=== RECORDED DATA ===

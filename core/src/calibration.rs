// core/src/calibration.rs
use serde::{Deserialize, Serialize};

/// cm/px ut fra en antatt fysisk referanselengde og målt pikselavstand.
/// None når pikselavstanden er null, negativ eller ikke-finitt.
pub fn scale_for(reference_cm: f64, pixel_len: f64) -> Option<f64> {
    if !pixel_len.is_finite() || pixel_len <= 0.0 || !reference_cm.is_finite() {
        return None;
    }
    let s = reference_cm / pixel_len;
    if s.is_finite() && s > 0.0 {
        Some(s)
    } else {
        None
    }
}

/// Skalafaktor som settes én gang per økt og deretter fryses.
///
/// Degenererte målinger utsetter kalibreringen til neste brukbare frame.
/// Lykkes den aldri, rapporteres fysiske størrelser som 0.
#[derive(Debug, Clone, Serialize, Deserialize)]
pub struct Calibrator {
    pub reference_cm: f64,
    scale_cm_per_px: Option<f64>,
}

impl Calibrator {
    pub fn new(reference_cm: f64) -> Self {
        Self {
            reference_cm,
            scale_cm_per_px: None,
        }
    }

    /// Tilby en referanselengde i piksler. Returnerer `true` kun når
    /// kalibreringen ble satt nå.
    pub fn offer(&mut self, pixel_len: f64) -> bool {
        if self.scale_cm_per_px.is_some() {
            return false;
        }
        match scale_for(self.reference_cm, pixel_len) {
            Some(s) => {
                log::debug!(
                    "calibration frozen: {:.4} cm/px ({} cm over {:.1} px)",
                    s,
                    self.reference_cm,
                    pixel_len
                );
                self.scale_cm_per_px = Some(s);
                true
            }
            None => {
                log::debug!("calibration deferred: degenerate reference length {pixel_len}");
                false
            }
        }
    }

    pub fn scale(&self) -> Option<f64> {
        self.scale_cm_per_px
    }

    pub fn is_calibrated(&self) -> bool {
        self.scale_cm_per_px.is_some()
    }

    /// Piksler → cm, eller 0.0 hvis ukalibrert.
    pub fn to_cm(&self, px: f64) -> f64 {
        self.scale_cm_per_px.map(|s| px * s).unwrap_or(0.0)
    }
}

=== WHAT IS BEING ASKED ===
Reproduce every line from the preceding data in which the word "Deserialize" can be found.

=== RESULT ===
use serde::{Deserialize, Serialize};
#[derive(Debug, Clone, Serialize, Deserialize)]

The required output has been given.